*PROBLEM REQUIREMENTS:* Once you find the line with "extract its record." in the entries below, return exactly every line from it through the line with "let body = gateway.get_with_retry(&url)?;".

(Saved data entries)
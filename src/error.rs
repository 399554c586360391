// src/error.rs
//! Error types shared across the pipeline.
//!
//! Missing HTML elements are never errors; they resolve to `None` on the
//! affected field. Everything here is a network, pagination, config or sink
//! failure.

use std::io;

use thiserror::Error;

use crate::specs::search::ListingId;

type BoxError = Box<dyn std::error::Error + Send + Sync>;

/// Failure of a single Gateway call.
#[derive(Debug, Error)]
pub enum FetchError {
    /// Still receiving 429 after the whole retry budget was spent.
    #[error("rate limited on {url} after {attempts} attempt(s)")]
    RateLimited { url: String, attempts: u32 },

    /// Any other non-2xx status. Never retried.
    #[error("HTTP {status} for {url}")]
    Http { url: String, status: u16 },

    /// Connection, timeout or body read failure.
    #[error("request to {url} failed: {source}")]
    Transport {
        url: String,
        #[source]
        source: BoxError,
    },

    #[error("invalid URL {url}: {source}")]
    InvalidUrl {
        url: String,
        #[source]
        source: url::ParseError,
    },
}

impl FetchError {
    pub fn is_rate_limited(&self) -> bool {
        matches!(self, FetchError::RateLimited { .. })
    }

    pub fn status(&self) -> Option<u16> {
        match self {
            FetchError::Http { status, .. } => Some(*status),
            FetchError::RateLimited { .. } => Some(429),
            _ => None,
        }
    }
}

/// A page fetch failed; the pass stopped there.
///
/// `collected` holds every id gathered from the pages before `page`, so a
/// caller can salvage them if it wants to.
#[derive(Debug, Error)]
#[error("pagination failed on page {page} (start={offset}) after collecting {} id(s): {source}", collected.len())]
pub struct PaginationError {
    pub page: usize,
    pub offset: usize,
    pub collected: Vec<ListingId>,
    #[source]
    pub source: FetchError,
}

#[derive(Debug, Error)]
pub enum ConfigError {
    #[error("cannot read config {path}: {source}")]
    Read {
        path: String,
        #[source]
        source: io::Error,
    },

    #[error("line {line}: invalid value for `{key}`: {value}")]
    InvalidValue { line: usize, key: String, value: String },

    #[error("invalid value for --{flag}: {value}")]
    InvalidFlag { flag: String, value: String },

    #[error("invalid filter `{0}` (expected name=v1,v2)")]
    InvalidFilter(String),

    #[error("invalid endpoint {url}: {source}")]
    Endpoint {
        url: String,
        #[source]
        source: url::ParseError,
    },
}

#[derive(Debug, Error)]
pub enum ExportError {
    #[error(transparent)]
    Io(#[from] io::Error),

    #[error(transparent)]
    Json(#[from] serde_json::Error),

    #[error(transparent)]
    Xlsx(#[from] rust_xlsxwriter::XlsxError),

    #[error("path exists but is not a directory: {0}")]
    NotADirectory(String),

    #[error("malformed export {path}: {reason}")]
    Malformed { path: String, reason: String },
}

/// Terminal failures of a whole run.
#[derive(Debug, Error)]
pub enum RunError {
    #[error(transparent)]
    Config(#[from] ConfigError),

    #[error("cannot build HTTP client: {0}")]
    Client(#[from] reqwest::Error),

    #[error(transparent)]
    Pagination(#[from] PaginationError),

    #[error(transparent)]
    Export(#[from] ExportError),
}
==
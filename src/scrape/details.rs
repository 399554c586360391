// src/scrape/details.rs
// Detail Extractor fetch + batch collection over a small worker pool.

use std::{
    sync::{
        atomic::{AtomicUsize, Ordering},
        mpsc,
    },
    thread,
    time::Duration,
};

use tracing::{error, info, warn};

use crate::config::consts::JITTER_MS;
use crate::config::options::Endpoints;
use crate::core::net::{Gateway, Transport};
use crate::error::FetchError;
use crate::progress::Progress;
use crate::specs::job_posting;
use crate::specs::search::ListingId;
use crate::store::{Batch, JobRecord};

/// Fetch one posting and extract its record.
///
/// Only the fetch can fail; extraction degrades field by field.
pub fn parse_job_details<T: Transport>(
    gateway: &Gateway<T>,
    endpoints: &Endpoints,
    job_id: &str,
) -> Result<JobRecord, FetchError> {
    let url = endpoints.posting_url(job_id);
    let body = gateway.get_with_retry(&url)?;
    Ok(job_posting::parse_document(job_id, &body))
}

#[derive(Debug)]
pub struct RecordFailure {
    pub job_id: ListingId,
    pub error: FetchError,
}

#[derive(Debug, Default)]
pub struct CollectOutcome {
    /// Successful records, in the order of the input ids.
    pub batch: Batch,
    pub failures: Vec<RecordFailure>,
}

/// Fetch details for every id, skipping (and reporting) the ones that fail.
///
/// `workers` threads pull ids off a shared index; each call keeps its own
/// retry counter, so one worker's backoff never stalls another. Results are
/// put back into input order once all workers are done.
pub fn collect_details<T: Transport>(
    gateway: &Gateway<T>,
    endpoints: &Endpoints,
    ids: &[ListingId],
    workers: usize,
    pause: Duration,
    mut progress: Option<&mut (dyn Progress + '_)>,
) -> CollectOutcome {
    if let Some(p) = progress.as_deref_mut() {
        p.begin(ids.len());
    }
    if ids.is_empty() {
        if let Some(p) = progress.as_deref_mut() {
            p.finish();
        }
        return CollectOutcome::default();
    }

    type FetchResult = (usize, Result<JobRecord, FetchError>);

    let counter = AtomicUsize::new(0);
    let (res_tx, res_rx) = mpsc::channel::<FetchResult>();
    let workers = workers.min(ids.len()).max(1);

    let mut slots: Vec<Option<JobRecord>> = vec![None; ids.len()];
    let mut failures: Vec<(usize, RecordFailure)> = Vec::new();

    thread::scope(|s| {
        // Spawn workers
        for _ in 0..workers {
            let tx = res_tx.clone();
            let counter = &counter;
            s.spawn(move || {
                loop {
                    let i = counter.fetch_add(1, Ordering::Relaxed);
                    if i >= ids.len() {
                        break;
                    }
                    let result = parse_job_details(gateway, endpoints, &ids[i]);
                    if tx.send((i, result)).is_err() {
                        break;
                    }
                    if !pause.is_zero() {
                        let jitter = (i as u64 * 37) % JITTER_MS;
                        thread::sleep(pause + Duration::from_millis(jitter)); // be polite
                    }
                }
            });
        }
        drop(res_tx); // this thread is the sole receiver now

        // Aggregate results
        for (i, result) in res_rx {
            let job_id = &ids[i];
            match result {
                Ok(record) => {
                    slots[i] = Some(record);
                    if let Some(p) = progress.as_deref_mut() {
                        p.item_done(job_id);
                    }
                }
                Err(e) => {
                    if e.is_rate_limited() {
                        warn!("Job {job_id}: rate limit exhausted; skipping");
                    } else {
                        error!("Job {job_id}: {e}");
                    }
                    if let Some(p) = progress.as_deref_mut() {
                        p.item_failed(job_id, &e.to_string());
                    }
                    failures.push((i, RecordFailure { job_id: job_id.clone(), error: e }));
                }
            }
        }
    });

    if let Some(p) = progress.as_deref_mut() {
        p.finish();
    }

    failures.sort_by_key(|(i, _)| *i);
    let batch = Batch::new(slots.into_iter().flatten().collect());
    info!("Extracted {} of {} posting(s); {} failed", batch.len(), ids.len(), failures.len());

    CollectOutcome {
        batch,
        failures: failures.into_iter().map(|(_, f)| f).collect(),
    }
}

*RESPONSE:*
/// Fetch one posting and extract its record.
///
/// Only the fetch can fail; extraction degrades field by field.
pub fn parse_job_details<T: Transport>(
    gateway: &Gateway<T>,
    endpoints: &Endpoints,
    job_id: &str,
) -> Result<JobRecord, FetchError> {
    let url = endpoints.posting_url(job_id);
    let body = gateway.get_with_retry(&url)?;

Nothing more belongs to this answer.